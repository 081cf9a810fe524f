use chrono::{DateTime, Utc};
use sea_orm::entity::prelude::*;
use serde::{Deserialize, Serialize};
use uuid::Uuid;

/// Registered customer account
#[derive(Clone, Debug, PartialEq, Eq, DeriveEntityModel, Serialize, Deserialize)]
#[sea_orm(table_name = "users")]
pub struct Model {
    #[sea_orm(primary_key, auto_increment = false)]
    pub id: Uuid,
    #[sea_orm(unique)]
    pub email: String,
    #[serde(skip_serializing)]
    pub password_hash: String,
    pub name: String,
    pub created_at: DateTime<Utc>,
    pub updated_at: DateTime<Utc>,
}

#[derive(Copy, Clone, Debug, EnumIter, DeriveRelation)]
pub enum Relation {
    #[sea_orm(has_one = "super::cart::Entity")]
    Cart,
    #[sea_orm(has_many = "super::order::Entity")]
    Orders,
}

impl Related<super::cart::Entity> for Entity {
    fn to() -> RelationDef {
        Relation::Cart.def()
    }
}

impl Related<super::order::Entity> for Entity {
    fn to() -> RelationDef {
        Relation::Orders.def()
    }
}

impl ActiveModelBehavior for ActiveModel {}
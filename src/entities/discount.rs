use chrono::{DateTime, Utc};
use sea_orm::entity::prelude::*;
use serde::{Deserialize, Serialize};
use uuid::Uuid;

/// Percentage discount attached to a product.
///
/// Expired discounts are never deleted; readers ignore them once
/// `valid_until` has passed.
#[derive(Clone, Debug, PartialEq, Eq, DeriveEntityModel, Serialize, Deserialize)]
#[sea_orm(table_name = "discounts")]
pub struct Model {
    #[sea_orm(primary_key, auto_increment = false)]
    pub id: Uuid,
    pub percent: i32,
    pub valid_until: DateTime<Utc>,
}

impl Model {
    /// Whether the discount still applies at the given instant.
    pub fn is_active_at(&self, now: DateTime<Utc>) -> bool {
        self.valid_until > now
    }
}

#[derive(Copy, Clone, Debug, EnumIter, DeriveRelation)]
pub enum Relation {
    #[sea_orm(has_many = "super::product::Entity")]
    Products,
}

impl Related<super::product::Entity> for Entity {
    fn to() -> RelationDef {
        Relation::Products.def()
    }
}

impl ActiveModelBehavior for ActiveModel {}
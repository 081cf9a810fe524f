use axum::{
    extract::{Path, Query, State},
    response::{IntoResponse, Redirect},
    routing::{get, post},
    Json, Router,
};
use serde::{Deserialize, Serialize};
use std::sync::Arc;
use uuid::Uuid;

use crate::auth::AuthUser;
use crate::errors::ApiError;
use crate::handlers::common::{map_service_error, success_response};
use crate::services::payments::stripe::SuccessOutcome;
use crate::AppState;

pub fn payments_routes() -> Router<Arc<AppState>> {
    Router::new()
        .route("/payments/stripe/session", post(create_stripe_session))
        .route("/payments/stripe/success", get(stripe_success))
        .route("/payments/stripe/cancel", get(stripe_cancel))
        .route("/payments/paypal/orders", post(create_paypal_order))
        .route(
            "/payments/paypal/orders/:provider_id/capture",
            post(capture_paypal_order),
        )
        .route(
            "/payments/paypal/orders/:provider_id/cancel",
            post(cancel_paypal_order),
        )
}

#[derive(Debug, Deserialize)]
struct OrderRef {
    order_id: Uuid,
}

#[derive(Debug, Serialize)]
struct CheckoutUrlResponse {
    url: String,
}

/// Create a checkout session for an order and return the provider-hosted
/// redirect URL.
async fn create_stripe_session(
    State(state): State<Arc<AppState>>,
    user: AuthUser,
    Json(payload): Json<OrderRef>,
) -> Result<impl IntoResponse, ApiError> {
    let url = state
        .services
        .stripe
        .create_session(user.user_id, payload.order_id)
        .await
        .map_err(map_service_error)?;
    Ok(success_response(CheckoutUrlResponse { url }))
}

#[derive(Debug, Deserialize)]
struct SessionQuery {
    session_id: String,
}

/// Success redirect: verify the session server-side, capture, and send
/// the shopper to the order page. Unverifiable sessions bounce to the
/// cancel route instead.
async fn stripe_success(
    State(state): State<Arc<AppState>>,
    user: AuthUser,
    Query(query): Query<SessionQuery>,
) -> Result<Redirect, ApiError> {
    let outcome = state
        .services
        .stripe
        .handle_success(user.user_id, &query.session_id)
        .await
        .map_err(map_service_error)?;
    Ok(match outcome {
        SuccessOutcome::Paid(order_id) => {
            Redirect::to(&format!("{}/orders/{}", state.config.base_url, order_id))
        }
        SuccessOutcome::RedirectToCancel => Redirect::to(&format!(
            "{}/payments/stripe/cancel?session_id={}",
            state.config.base_url, query.session_id
        )),
    })
}

/// Cancel redirect: reset the payment (when eligible) and send the
/// shopper back to the storefront.
async fn stripe_cancel(
    State(state): State<Arc<AppState>>,
    user: AuthUser,
    Query(query): Query<SessionQuery>,
) -> Result<Redirect, ApiError> {
    state
        .services
        .stripe
        .handle_cancel(user.user_id, &query.session_id)
        .await
        .map_err(map_service_error)?;
    Ok(Redirect::to(&state.config.base_url))
}

async fn create_paypal_order(
    State(state): State<Arc<AppState>>,
    user: AuthUser,
    Json(payload): Json<OrderRef>,
) -> Result<impl IntoResponse, ApiError> {
    let provider_order = state
        .services
        .paypal
        .create_order(user.user_id, payload.order_id)
        .await
        .map_err(map_service_error)?;
    Ok(success_response(serde_json::json!({
        "id": provider_order.id,
        "status": provider_order.status,
    })))
}

async fn capture_paypal_order(
    State(state): State<Arc<AppState>>,
    user: AuthUser,
    Path(provider_id): Path<String>,
    Json(payload): Json<OrderRef>,
) -> Result<impl IntoResponse, ApiError> {
    state
        .services
        .paypal
        .fulfill_order(user.user_id, payload.order_id, &provider_id)
        .await
        .map_err(map_service_error)?;
    Ok(success_response(serde_json::json!({ "captured": true })))
}

async fn cancel_paypal_order(
    State(state): State<Arc<AppState>>,
    user: AuthUser,
    Path(provider_id): Path<String>,
    Json(payload): Json<OrderRef>,
) -> Result<impl IntoResponse, ApiError> {
    state
        .services
        .paypal
        .cancel_order(user.user_id, payload.order_id, &provider_id)
        .await
        .map_err(map_service_error)?;
    Ok(success_response(serde_json::json!({ "canceled": true })))
}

—————

If a line in the listing holds the word "config", list that line.

- **COMPLETED EXERCISE**
            Redirect::to(&format!("{}/orders/{}", state.config.base_url, order_id))
            state.config.base_url, query.session_id
    Ok(Redirect::to(&state.config.base_url))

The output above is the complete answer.